Thanks for all the perspectives. I think I will just be passive about the situation for now...though he's trying to get us back together, and I'm not sure that I'm up for it. Any suggestions on that front, though it's more of a general relationship question rather than a particular fat-based one.


----------



## nico7_uk (Aug 27, 2010)

I realte totally, I'm in an otherwise lovely relationship, and have come clean about my fetishes (feedee/occasionally feeder) Our sex life has been a little off the boil and she is really upset about it. Bless her she even wants to join these sites and understand and help make things better...but to be honest this makes me feel awful! I feel like I'm forcing her into my way of thinking, even if this is through having been open and her just doing whatever she can to please. In a way I feel like I should set her free..on the other side of the coin we get on so well and there's certainl a mutual attraction. 

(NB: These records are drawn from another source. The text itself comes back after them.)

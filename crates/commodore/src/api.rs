use std::time::Duration;

use anyhow::{Context, Result, anyhow};

use crate::model::{CompileMeta, Cluster, Tenant};

/// User agent for Lieutenant requests.
pub const USER_AGENT: &str = concat!("commodore/", env!("CARGO_PKG_VERSION"));

/// Lieutenant cluster/tenant metadata client.
#[derive(Debug, Clone)]
pub struct ApiClient {
    base_url: String,
    token: Option<String>,
    client: reqwest::blocking::Client,
}

impl ApiClient {
    /// Create a client for the given base URL. All requests honor
    /// `timeout` (the configured Lieutenant request timeout, default 5s).
    pub fn new(base_url: &str, token: Option<String>, timeout: Duration) -> Result<Self> {
        let client = reqwest::blocking::Client::builder()
            .timeout(timeout)
            .user_agent(USER_AGENT)
            .build()
            .context("failed to build HTTP client")?;
        Ok(Self {
            base_url: base_url.trim_end_matches('/').to_string(),
            token,
            client,
        })
    }

    fn get(&self, path: &str) -> reqwest::blocking::RequestBuilder {
        let mut req = self.client.get(format!("{}{}", self.base_url, path));
        if let Some(token) = &self.token {
            req = req.bearer_auth(token);
        }
        req
    }

    /// Fetch one cluster's descriptor.
    pub fn cluster(&self, cluster_id: &str) -> Result<Cluster> {
        let response = self
            .get(&format!("/clusters/{cluster_id}"))
            .send()
            .context("failed to query Lieutenant for the cluster")?;
        match response.status() {
            reqwest::StatusCode::OK => response
                .json::<Cluster>()
                .context("failed to parse cluster response"),
            reqwest::StatusCode::NOT_FOUND => {
                Err(anyhow!("cluster `{cluster_id}` not found on Lieutenant"))
            }
            status => Err(anyhow!("unexpected status code from Lieutenant: {status}")),
        }
    }

    /// Fetch one tenant's metadata.
    pub fn tenant(&self, tenant_id: &str) -> Result<Tenant> {
        let response = self
            .get(&format!("/tenants/{tenant_id}"))
            .send()
            .context("failed to query Lieutenant for the tenant")?;
        match response.status() {
            reqwest::StatusCode::OK => response
                .json::<Tenant>()
                .context("failed to parse tenant response"),
            reqwest::StatusCode::NOT_FOUND => {
                Err(anyhow!("tenant `{tenant_id}` not found on Lieutenant"))
            }
            status => Err(anyhow!("unexpected status code from Lieutenant: {status}")),
        }
    }

    /// List all clusters (`catalog list`).
    pub fn clusters(&self) -> Result<Vec<Cluster>> {
        let response = self
            .get("/clusters")
            .send()
            .context("failed to query Lieutenant for clusters")?;
        if !response.status().is_success() {
            return Err(anyhow!(
                "unexpected status code from Lieutenant: {}",
                response.status()
            ));
        }
        response
            .json::<Vec<Cluster>>()
            .context("failed to parse clusters response")
    }

    /// Report compile metadata after a successful push. The endpoint is
    /// optional; a 404 means this Lieutenant does not record it.
    pub fn report_compile_meta(&self, cluster_id: &str, meta: &CompileMeta) -> Result<bool> {
        let mut req = self
            .client
            .post(format!("{}/clusters/{cluster_id}/compile-meta", self.base_url))
            .json(meta);
        if let Some(token) = &self.token {
            req = req.bearer_auth(token);
        }
        let response = req.send().context("failed to report compile metadata")?;
        match response.status() {
            reqwest::StatusCode::NOT_FOUND => Ok(false),
            status if status.is_success() => Ok(true),
            status => Err(anyhow!(
                "unexpected status code reporting compile metadata: {status}"
            )),
        }
    }
}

I dont mean to moan about life and my predilictions, but I find it very hard to let someone else suffer over them. I also am aware that to follow my desires would probably make me a little unhappy ( I like being active and yes Im big but not anywhere near unable to do the things I love - surfing and such like) so to really go for it with a feeder would kind of eat away at my self-worth) although the fantasies border on obsession and Im drawn as a moth to a flame to FFAs and feeders, even sometimes feedees. Rock and a hard place in the real world..but in my private life sites like this, the stories, and the chance to live it out take so much of my sexual energy that Im starting to feel inherently unable to do relationships and realise the love we all need..I find it very hard to engage sexually with someone more vanilla.

This comes after years of beating myself up about all this, many many failed relationships due to it, and years of losing myself in buddhist retreats and self-work to try and overcome the problems..so do I live it out, or kee trying to beat it and having a less tainted kind of love? Sorry to put a downer on what I know gives people here pleasure - it does me too but sometimes real life casts a shadow on it. Forgive my six am brain vomit but in a way I would be crazy to lose her over this (as has happened so many times before!) I iwsh I could just be ahppy about it all like the characters in the stories but I guess Im prone to analysis and conscience, and a desire to be a good partner.

ANyway glad to have a place to talk about it...much respect to you all x


----------



## Dromond (Aug 27, 2010)

*scratches chin*

This sounds like research rather than a dilemma. But I'll bite anyway.

First, I don't have a fetish, I have a preference. Second, I've never made a secret of my preferences, so there has never been a need for me to "come out."


----------



## Fat Molly (Aug 27, 2010)

Dromond said:


> *scratches chin*
> 
> This sounds like research rather than a dilemma. But I'll bite anyway.
> 
> First, I don't have a fetish, I have a preference. Second, I've never made a secret of my preferences, so there has never been a need for me to "come out."



Grahhhhh. CastingPearls just kinda brought up on another one of my threads that my means of posing questions sounds like 'research'. I just like lists.

I am a philosophy student. Not a psych student or someone doing fetish studies or anything like that. I suppose there is a distinction between what is a 'fetish' and what is a 'preference'...if I were studying this for school or some other scientific 'research', I would have figured this out before now!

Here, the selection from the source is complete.